So Close Yet So Far: Two Sisters’ Remarkably Different Experiences in Eastern Ukraine

Anya and Dina Nosenko are both twenty-five year old natives of Dnipropetrovsk, a Russian-speaking industrial city in the steppes of southern Ukraine. They are both successful athletes. Dina currently works in Dnipropetrovsk, while Anya lives and trains in the Donbas region (only 250 kilometers east of Dnipropetrovsk). However close, their lives over the past few months could not have been more different.

Anya started training at a camp in Luhansk oblast, in the Donbas, in March. “I never thought I’d hear the sound of tanks, military helicopters, and fighter jets above me,” she says. Every day, her team would run through a Ukrainian military check point outside of town, sometimes stopping to chat with the soldiers on duty. Most of the soldiers were either young men, barely eighteen, or middle aged. One young man  in particular caught Anya’s attention. Like Anya, he was a young political science graduate from Dnipropetrovsk. He had volunteered for the military before the conflict. It was refreshing to meet someone so similar in such a surreal environment.

In May, the Ukrainian army chased separatist fighters through the woods, and Anya’s team’s position in the camp became ever more precarious. Jets fired flares to protect themselves from ground-launched missiles, and bombs shook the windows in their dormitory throughout the night. Anya and her teammates slept on the floor away from the windows in order to shield themselves from possible broken glass or debris.
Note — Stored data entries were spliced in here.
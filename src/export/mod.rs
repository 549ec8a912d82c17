//! Snapshot, composite, and encode a poster.

pub mod compositor;
pub mod config;
pub mod encode;
pub mod engine;
pub mod phase;
pub mod request;

pub use compositor::{ComposePlan, compose, plan_composition};
pub use config::{EngineConfig, ProviderConfig};
pub use engine::{AssetKind, Degraded, ExportEngine, ExportReport};
pub use phase::{ExportPhase, PhaseTracker};
pub use request::{ExportOptions, ExportRequest, RenderedAsset, Watermark};
use super::*;

#[test]
fn origin_projects_to_world_centre() {
    let world = world_size(0.0, 1.0);
    assert_eq!(world, 256.0);
    let p = project(0.0, 0.0, world);
    assert!((p.x - 128.0).abs() < 1e-9 && (p.y - 128.0).abs() < 1e-9);
}

#[test]
fn project_and_unproject_agree() {
    let world = world_size(12.0, 2.0);
    for (lat, lng) in [(48.8566, 2.3522), (-33.8688, 151.2093), (64.1466, -21.9426)] {
        let (lat2, lng2) = unproject(project(lat, lng, world), world);
        assert!((lat - lat2).abs() < 1e-9, "{lat} vs {lat2}");
        assert!((lng - lng2).abs() < 1e-9, "{lng} vs {lng2}");
    }
}

#[test]
fn viewport_centres_the_location() {
    let vp = MapViewport::new(48.8566, 2.3522, 13.0, 1.0, 800.0, 600.0, Vec2::ZERO);
    let c = vp.to_screen(48.8566, 2.3522);
    assert!((c.x - 400.0).abs() < 1e-6 && (c.y - 300.0).abs() < 1e-6);

    let b = vp.bounds();
    assert!(b.contains(48.8566, 2.3522));
    assert!(b.north > b.south && b.east > b.west);
}

#[test]
fn offset_pans_the_map() {
    let vp = MapViewport::new(0.0, 0.0, 4.0, 1.0, 100.0, 100.0, Vec2::new(10.0, -5.0));
    let c = vp.to_screen(0.0, 0.0);
    assert!((c.x - 60.0).abs() < 1e-9 && (c.y - 45.0).abs() < 1e-9);
}

#[test]
fn bounds_intersection_by_points() {
    let b = GeoBounds {
        south: 0.0,
        west: 0.0,
        north: 10.0,
        east: 10.0,
    };
    assert!(b.intersects_points(&[[-5.0, 5.0], [5.0, 5.0]]));
    assert!(!b.intersects_points(&[[20.0, 20.0], [30.0, 30.0]]));
    assert!(!b.intersects_points(std::iter::empty()));
}
use kurbo::{Rect, Size};
use serde::{Deserialize, Serialize};

use crate::foundation::core::ScaleFactor;
use crate::frame::FrameShape;

/// Reference coordinate system every layout value is authored in.
pub const BASE_CANVAS: Size = Size::new(1200.0, 1600.0);

#[derive(Debug, Clone, Copy, PartialEq, Eq, Hash, PartialOrd, Ord, Serialize, Deserialize)]
#[serde(rename_all = "lowercase")]
pub enum TextSlot {
    Headline,
    City,
    Coordinates,
    Country,
    Custom,
}

impl TextSlot {
    pub const ALL: [TextSlot; 5] = [
        TextSlot::Headline,
        TextSlot::City,
        TextSlot::Coordinates,
        TextSlot::Country,
        TextSlot::Custom,
    ];
}

/// Slots re-flow only within their own block.
#[derive(Debug, Clone, Copy, PartialEq, Eq, Hash)]
pub enum TextBlock {
    Top,
    Bottom,
}

#[derive(Debug, Clone, Copy, Default, PartialEq, Eq, Hash, Serialize, Deserialize)]
pub enum SizeTier {
    S,
    #[default]
    M,
    L,
}

impl SizeTier {
    pub fn factor(self) -> f64 {
        match self {
            SizeTier::S => 0.8,
            SizeTier::M => 1.0,
            SizeTier::L => 1.25,
        }
    }
}

#[derive(Debug, Clone, Copy, PartialEq)]
pub struct TextSlotSpec {
    pub slot: TextSlot,
    pub block: TextBlock,
    /// Alphabetic baseline, horizontally centred on the canvas.
    pub baseline: f64,
    pub font_size: f64,
    pub letter_spacing: f64,
}

const fn slot(
    slot: TextSlot,
    block: TextBlock,
    baseline: f64,
    font_size: f64,
    letter_spacing: f64,
) -> TextSlotSpec {
    TextSlotSpec {
        slot,
        block,
        baseline,
        font_size,
        letter_spacing,
    }
}

/// Geometry for one (frame shape, headline) combination in base-canvas units.
#[derive(Debug, Clone, PartialEq)]
pub struct LayoutSpec {
    pub frame: FrameShape,
    pub has_headline: bool,
    pub viewport: Rect,
    /// Ordered top to bottom.
    pub text: Vec<TextSlotSpec>,
    pub pin_size: f64,
    pub glow_radius: f64,
    pub watermark_font_size: f64,
    pub watermark_spacing: f64,
}

struct BottomBlock {
    city: f64,
    coordinates: f64,
    country: f64,
    custom: f64,
    city_size: f64,
}

const fn bottom(baselines: [f64; 4], city_size: f64) -> BottomBlock {
    BottomBlock {
        city: baselines[0],
        coordinates: baselines[1],
        country: baselines[2],
        custom: baselines[3],
        city_size,
    }
}

/// Look up the layout for a frame shape and content mode.
pub fn layout_for(frame: FrameShape, has_headline: bool) -> LayoutSpec {
    use FrameShape::*;

    let (viewport, block) = match (frame, has_headline) {
        (Square, true) => (
            Rect::new(120.0, 240.0, 1080.0, 1200.0),
            bottom([1330.0, 1405.0, 1460.0, 1525.0], 104.0),
        ),
        (Square, false) => (
            Rect::new(100.0, 100.0, 1100.0, 1100.0),
            bottom([1260.0, 1340.0, 1400.0, 1470.0], 112.0),
        ),
        (Circle, true) => (
            Rect::new(150.0, 250.0, 1050.0, 1150.0),
            bottom([1310.0, 1385.0, 1440.0, 1505.0], 104.0),
        ),
        (Circle, false) => (
            Rect::new(125.0, 130.0, 1075.0, 1080.0),
            bottom([1240.0, 1320.0, 1380.0, 1450.0], 112.0),
        ),
        (Heart | House, true) => (
            Rect::new(100.0, 220.0, 1100.0, 1220.0),
            bottom([1335.0, 1408.0, 1462.0, 1527.0], 100.0),
        ),
        (Heart | House, false) => (
            Rect::new(100.0, 110.0, 1100.0, 1110.0),
            bottom([1255.0, 1335.0, 1395.0, 1465.0], 108.0),
        ),
    };

    let mut text = Vec::with_capacity(5);
    if has_headline {
        text.push(slot(TextSlot::Headline, TextBlock::Top, 170.0, 60.0, 12.0));
    }
    text.extend([
        slot(TextSlot::City, TextBlock::Bottom, block.city, block.city_size, 20.0),
        slot(TextSlot::Coordinates, TextBlock::Bottom, block.coordinates, 30.0, 6.0),
        slot(TextSlot::Country, TextBlock::Bottom, block.country, 34.0, 10.0),
        slot(TextSlot::Custom, TextBlock::Bottom, block.custom, 28.0, 4.0),
    ]);

    LayoutSpec {
        frame,
        has_headline,
        viewport,
        text,
        pin_size: 48.0,
        glow_radius: 40.0,
        watermark_font_size: 56.0,
        watermark_spacing: 360.0,
    }
}

impl LayoutSpec {
    /// Identifies the clip silhouette; the geometry itself comes from `frame::clip_path_for`.
    pub fn clip_geometry_id(&self) -> FrameShape {
        self.frame
    }

    pub fn slot(&self, slot: TextSlot) -> Option<&TextSlotSpec> {
        self.text.iter().find(|s| s.slot == slot)
    }

    /// Project every geometric field onto a `width x height` raster.
    pub fn scaled(&self, width: f64, height: f64) -> ScaledLayout {
        let scale = ScaleFactor::between(BASE_CANVAS, Size::new(width, height));
        ScaledLayout {
            scale,
            canvas: Size::new(width, height),
            frame: self.frame,
            viewport: scale.rect(self.viewport),
            text: self
                .text
                .iter()
                .map(|s| TextSlotSpec {
                    baseline: s.baseline * scale.sy,
                    font_size: scale.length(s.font_size),
                    letter_spacing: scale.length(s.letter_spacing),
                    ..*s
                })
                .collect(),
            pin_size: scale.length(self.pin_size),
            glow_radius: scale.length(self.glow_radius),
            watermark_font_size: scale.length(self.watermark_font_size),
            watermark_spacing: scale.length(self.watermark_spacing),
        }
    }
}

/// A [`LayoutSpec`] in target pixels.
#[derive(Debug, Clone, PartialEq)]
pub struct ScaledLayout {
    pub scale: ScaleFactor,
    pub canvas: Size,
    pub frame: FrameShape,
    pub viewport: Rect,
    pub text: Vec<TextSlotSpec>,
    pub pin_size: f64,
    pub glow_radius: f64,
    pub watermark_font_size: f64,
    pub watermark_spacing: f64,
}

impl ScaledLayout {
    pub fn slot(&self, slot: TextSlot) -> Option<&TextSlotSpec> {
        self.text.iter().find(|s| s.slot == slot)
    }

    pub fn center_x(&self) -> f64 {
        self.canvas.width / 2.0
    }
}

#[cfg(test)]
#[path = "../../tests/unit/layout/model.rs"]
mod tests;
use std::path::Path;
use std::sync::Arc;

use async_trait::async_trait;
use kurbo::{Affine, BezPath, Point, Stroke, Vec2};
use serde::Deserialize;

use crate::foundation::color::Color;
use crate::foundation::core::RasterImage;
use crate::foundation::error::{PosterError, PosterResult};
use crate::provider::mercator::{GeoBounds, MapViewport};
use crate::provider::{MapImageProvider, MapRenderRequest};
use crate::render::cpu::CpuSurface;
use crate::render::surface::{RenderSurface, TextStyle};
use crate::render::text::FontSet;
use crate::style::layers::{FeatureClass, LayerBucket, LayerKind, RenderLayer};

/// `[lng, lat]`
pub type LngLat = [f64; 2];

#[derive(Debug, Clone, PartialEq)]
pub enum Geometry {
    Point(LngLat),
    Line(Vec<LngLat>),
    /// Outer ring followed by holes.
    Polygon(Vec<Vec<LngLat>>),
}

impl Geometry {
    fn points(&self) -> Box<dyn Iterator<Item = &LngLat> + '_> {
        match self {
            Geometry::Point(p) => Box::new(std::iter::once(p)),
            Geometry::Line(l) => Box::new(l.iter()),
            Geometry::Polygon(rings) => Box::new(rings.iter().flatten()),
        }
    }
}

#[derive(Debug, Clone, PartialEq)]
pub struct MapFeature {
    pub class: FeatureClass,
    pub name: Option<String>,
    pub geometry: Geometry,
}

/// Supplies vector features for a geographic window.
#[async_trait]
pub trait FeatureSource: Send + Sync {
    async fn features(&self, bounds: GeoBounds) -> PosterResult<Arc<[MapFeature]>>;
}

/// In-memory features parsed from a GeoJSON `FeatureCollection`.
///
/// Supported geometries are `Point`, `LineString`, `MultiLineString`, `Polygon` and
/// `MultiPolygon`. Each feature needs a `class` property naming a [`FeatureClass`];
/// `name` is used for labels.
#[derive(Debug, Clone)]
pub struct GeoJsonSource {
    features: Arc<[MapFeature]>,
}

#[derive(Deserialize)]
struct Collection {
    features: Vec<RawFeature>,
}

#[derive(Deserialize)]
struct RawFeature {
    geometry: Option<RawGeometry>,
    #[serde(default)]
    properties: RawProperties,
}

#[derive(Deserialize, Default)]
struct RawProperties {
    class: Option<String>,
    name: Option<String>,
}

type Position = Vec<f64>;

#[derive(Deserialize)]
#[serde(tag = "type")]
enum RawGeometry {
    Point { coordinates: Position },
    LineString { coordinates: Vec<Position> },
    MultiLineString { coordinates: Vec<Vec<Position>> },
    Polygon { coordinates: Vec<Vec<Position>> },
    MultiPolygon { coordinates: Vec<Vec<Vec<Position>>> },
    #[serde(other)]
    Unsupported,
}

fn lnglat(p: &Position) -> Option<LngLat> {
    match p.as_slice() {
        [lng, lat, ..] if lng.is_finite() && lat.is_finite() => Some([*lng, *lat]),
        _ => None,
    }
}

fn line(ps: &[Position]) -> Vec<LngLat> {
    ps.iter().filter_map(lnglat).collect()
}

fn rings(rs: &[Vec<Position>]) -> Vec<Vec<LngLat>> {
    rs.iter().map(|r| line(r)).collect()
}

impl GeoJsonSource {
    pub fn new(features: Vec<MapFeature>) -> Self {
        Self {
            features: features.into(),
        }
    }

    pub fn from_json(json: &str) -> PosterResult<Self> {
        let collection: Collection = serde_json::from_str(json)
            .map_err(|e| PosterError::serde(format!("geojson: {e}")))?;

        let mut features = Vec::new();
        let mut skipped = 0usize;
        for raw in collection.features {
            let class = raw.properties.class.as_deref().and_then(|c| {
                serde_json::from_value::<FeatureClass>(serde_json::Value::String(c.to_owned()))
                    .ok()
            });
            let (Some(class), Some(geometry)) = (class, raw.geometry) else {
                skipped += 1;
                continue;
            };
            let name = raw.properties.name;
            let mut push = |geometry| {
                features.push(MapFeature {
                    class,
                    name: name.clone(),
                    geometry,
                })
            };
            match geometry {
                RawGeometry::Point { coordinates } => match lnglat(&coordinates) {
                    Some(p) => push(Geometry::Point(p)),
                    None => skipped += 1,
                },
                RawGeometry::LineString { coordinates } => push(Geometry::Line(line(&coordinates))),
                RawGeometry::MultiLineString { coordinates } => {
                    for l in &coordinates {
                        push(Geometry::Line(line(l)));
                    }
                }
                RawGeometry::Polygon { coordinates } => push(Geometry::Polygon(rings(&coordinates))),
                RawGeometry::MultiPolygon { coordinates } => {
                    for p in &coordinates {
                        push(Geometry::Polygon(rings(p)));
                    }
                }
                RawGeometry::Unsupported => skipped += 1,
            }
        }
        if skipped > 0 {
            tracing::debug!(skipped, kept = features.len(), "geojson features skipped");
        }
        Ok(Self::new(features))
    }

    pub async fn from_path(path: impl AsRef<Path>) -> PosterResult<Self> {
        let path = path.as_ref();
        let json = tokio::fs::read_to_string(path).await.map_err(|e| {
            PosterError::configuration(format!("read geojson {}: {e}", path.display()))
        })?;
        Self::from_json(&json)
    }

    pub fn len(&self) -> usize {
        self.features.len()
    }

    pub fn is_empty(&self) -> bool {
        self.features.is_empty()
    }
}

#[async_trait]
impl FeatureSource for GeoJsonSource {
    async fn features(&self, bounds: GeoBounds) -> PosterResult<Arc<[MapFeature]>> {
        let hits: Vec<MapFeature> = self
            .features
            .iter()
            .filter(|f| bounds.intersects_points(f.geometry.points()))
            .cloned()
            .collect();
        Ok(hits.into())
    }
}

/// Draws resolved style layers over vector features.
pub struct VectorMapProvider<S> {
    source: S,
    label_fonts: FontSet,
}

impl<S: FeatureSource> VectorMapProvider<S> {
    pub fn new(source: S) -> Self {
        Self {
            source,
            label_fonts: FontSet::new(),
        }
    }

    /// Fonts for symbol layers; without them labels are skipped.
    pub fn with_label_fonts(mut self, fonts: FontSet) -> Self {
        self.label_fonts = fonts;
        self
    }

    /// Rasterize `features` for `request` onto any surface.
    pub fn draw(
        &self,
        surface: &mut dyn RenderSurface,
        request: &MapRenderRequest,
        features: &[MapFeature],
    ) {
        let (w, h) = (f64::from(request.width), f64::from(request.height));
        let viewport = MapViewport::new(
            request.lat,
            request.lng,
            request.zoom,
            request.pixel_ratio,
            w,
            h,
            request.offset,
        );
        let full = kurbo::Rect::new(0.0, 0.0, w, h);
        let background = request
            .layers
            .iter()
            .find(|l| l.kind == LayerKind::Background)
            .map_or(request.background, |l| l.color);
        surface.fill_path(&kurbo::Shape::to_path(&full, 0.1), background);

        for layer in request.layers.iter() {
            let opacity = layer.opacity_at(request.zoom);
            if layer.kind == LayerKind::Background || opacity <= 0.0 {
                continue;
            }
            let color = layer.color.with_opacity(opacity);
            for feature in features.iter().filter(|f| feeds(layer.bucket, f.class)) {
                match layer.kind {
                    LayerKind::Fill => fill_feature(surface, &viewport, feature, color),
                    LayerKind::Line => {
                        let width = layer.width_at(request.zoom) * request.pixel_ratio;
                        stroke_feature(surface, &viewport, feature, width, color);
                    }
                    LayerKind::Symbol => {
                        label_feature(surface, &viewport, feature, layer, request, color)
                    }
                    LayerKind::Background => {}
                }
            }
        }
    }
}

/// Road labels come from every road class.
fn feeds(bucket: LayerBucket, class: FeatureClass) -> bool {
    if bucket == LayerBucket::LabelRoad {
        return matches!(
            class,
            FeatureClass::RoadLocal | FeatureClass::RoadArterial | FeatureClass::RoadHighway
        );
    }
    bucket.source_class() == Some(class)
}

fn screen_path(viewport: &MapViewport, pts: &[LngLat], close: bool) -> Option<BezPath> {
    let mut it = pts.iter().map(|[lng, lat]| viewport.to_screen(*lat, *lng));
    let first = it.next()?;
    let mut path = BezPath::new();
    path.move_to(first);
    for p in it {
        path.line_to(p);
    }
    if close {
        path.close_path();
    }
    Some(path)
}

fn fill_feature(s: &mut dyn RenderSurface, vp: &MapViewport, f: &MapFeature, color: Color) {
    if let Geometry::Polygon(rings) = &f.geometry {
        let mut path = BezPath::new();
        for ring in rings {
            if let Some(r) = screen_path(vp, ring, true) {
                path.extend(r);
            }
        }
        s.fill_path(&path, color);
    }
}

fn stroke_feature(
    s: &mut dyn RenderSurface,
    vp: &MapViewport,
    f: &MapFeature,
    width: f64,
    color: Color,
) {
    let stroke = Stroke::new(width);
    match &f.geometry {
        Geometry::Line(pts) => {
            if let Some(path) = screen_path(vp, pts, false) {
                s.stroke_path(&path, &stroke, color);
            }
        }
        Geometry::Polygon(rings) => {
            for ring in rings {
                if let Some(path) = screen_path(vp, ring, true) {
                    s.stroke_path(&path, &stroke, color);
                }
            }
        }
        Geometry::Point(_) => {}
    }
}

fn label_feature(
    s: &mut dyn RenderSurface,
    vp: &MapViewport,
    f: &MapFeature,
    layer: &RenderLayer,
    request: &MapRenderRequest,
    color: Color,
) {
    let Some(name) = f.name.as_deref().filter(|n| !n.is_empty()) else {
        return;
    };
    let anchor = match &f.geometry {
        Geometry::Point([lng, lat]) => vp.to_screen(*lat, *lng),
        Geometry::Line(pts) => match pts.get(pts.len() / 2) {
            Some([lng, lat]) => vp.to_screen(*lat, *lng),
            None => return,
        },
        Geometry::Polygon(rings) => match rings.first().and_then(|r| centroid(vp, r)) {
            Some(p) => p,
            None => return,
        },
    };
    let style = TextStyle {
        font_family: String::new(),
        font_size: layer.width_at(request.zoom) * request.pixel_ratio,
        letter_spacing: 0.0,
        color,
    };
    let width = s.measure_text(name, &style).width;
    let origin = Affine::translate(anchor.to_vec2() - Vec2::new(width / 2.0, 0.0));
    if let Some(halo) = layer.halo {
        let halo_style = TextStyle {
            color: halo,
            ..style.clone()
        };
        let d = request.pixel_ratio;
        for off in [(-d, 0.0), (d, 0.0), (0.0, -d), (0.0, d)] {
            s.draw_text(name, Affine::translate(off) * origin, &halo_style);
        }
    }
    s.draw_text(name, origin, &style);
}

fn centroid(vp: &MapViewport, ring: &[LngLat]) -> Option<Point> {
    if ring.is_empty() {
        return None;
    }
    let sum = ring
        .iter()
        .map(|[lng, lat]| vp.to_screen(*lat, *lng).to_vec2())
        .fold(Vec2::ZERO, |a, b| a + b);
    Some((sum / ring.len() as f64).to_point())
}

#[async_trait]
impl<S: FeatureSource> MapImageProvider for VectorMapProvider<S> {
    fn name(&self) -> &str {
        "vector"
    }

    #[tracing::instrument(skip(self, request), fields(w = request.width, h = request.height))]
    async fn render(&self, request: &MapRenderRequest) -> PosterResult<RasterImage> {
        let viewport = MapViewport::new(
            request.lat,
            request.lng,
            request.zoom,
            request.pixel_ratio,
            f64::from(request.width),
            f64::from(request.height),
            request.offset,
        );
        let features = self.source.features(viewport.bounds()).await?;
        tracing::debug!(features = features.len(), "vector features in view");

        let mut surface = CpuSurface::new(request.width, request.height, self.label_fonts.clone())?;
        self.draw(&mut surface, request, &features);
        surface.finish()
    }
}

#[cfg(test)]
#[path = "../../tests/unit/provider/vector.rs"]
mod tests;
By May 29, she decided it had become too dangerous to stay. “I organized an escape with some of the other girls on the team. We hid our money and cell phones to prevent the terrorists from taking it and hired a driver to take us to Kharkiv oblast. The driver owned a new Hyundai, but decided to take us to Kharkiv in an old Soviet car because he was afraid that the separatists might take it.”

Meanwhile, in Dnipropetrovsk, Dina continued to live a relatively normal life. In the city, Ukrainian flags hang from porches and billboards proclaim Ukrainian unity. Young people wearing vyshyvankas, the traditional Ukrainian embroidered shirts, stroll in the central square past the stoop where Lenin’s statue once stood. A Ukrainian flag juts out from his empty boots, which surprisingly remained intact after the statue was toppled in February.

On May 23, Dina joined hundreds of other demonstrators as they released yellow and blue balloons, the colors of the Ukrainian flag, to show the city’s support for a united Ukraine.  On June 14, a Ukrainian military transport plane carrying paratroopers from Dnipropetrovsk was shot down by separatists while landing in Luhansk. Both sisters attended a memorial service for the soldiers killed. Later, Anya learned that the young former university student at the checkpoint, Pavel Levchuk, was one of the men killed in the attack. He had returned home for a short break before returning to the front on the doomed flight.

So, why is the situation in two Russian-speaking regions of the country – Dnipropetrovsk and the close-by Donbas, site to deadly armed hostilities – so drastically different?

The media and foreign sources have often credited the efforts of controversial Ukrainian oligarch turned Dnipropetrovsk governor, Ihor Kolomoyskyi, for keeping the peace in the region. Kolomoyskyi has offered USD 10,000 for each Russian agent captured in the country. Billboards declaring a “united country,” in both Russian and Ukrainian, appear throughout the region. Kolomoyskyi has stressed inclusiveness, striking agreements with various interest groups in the city, including with the Communists and Party of Regions. Rather than silence opposition voices, his administration has pledged to listen to their interests and debate matters openly and transparently, a marked break from local governance in the past.

The most important factor, however, is likely the attitude of the city’s residents themselves.  Unlike in the Donbas, many of the people of Dnipropetrovsk feel that they were an integral part of the protests on Maidan which eventually toppled the government of Viktor Yanukovych. Serhiy Nihoyan, the son of Armenian immigrants and a native of a village close to Dnipropetrovsk, was the first protester killed in Kyiv.  When masked pro-Yanukovych men first attacked peaceful demonstrators with baseball bats and other weapons in Dnipropetrovsk in January, Anya believed that the residents “felt like they were part of the country, Ukrainians.”

In contrast, Anya thinks that many residents of the Donbas simply haven’t accepted themselves as Ukrainians equal with the rest of the country. Many Donbas natives felt personally attacked when Yanukovych, who was previously the Donetsk governor, was toppled in February. As the center of the country’s heavy industry “the people of Donbas felt that they have to approve what happens in Kyiv,” she said.

The people of Donbas, isolated from the events in Kyiv, did not feel they had a stake in the new government. Unfortunately, this sentiment allowed the infiltration of separatists and foreign fighters. Dnipropetrovsk “sees what happened to Donbas and no one wants terrorists and bandits in our city,” says Dina.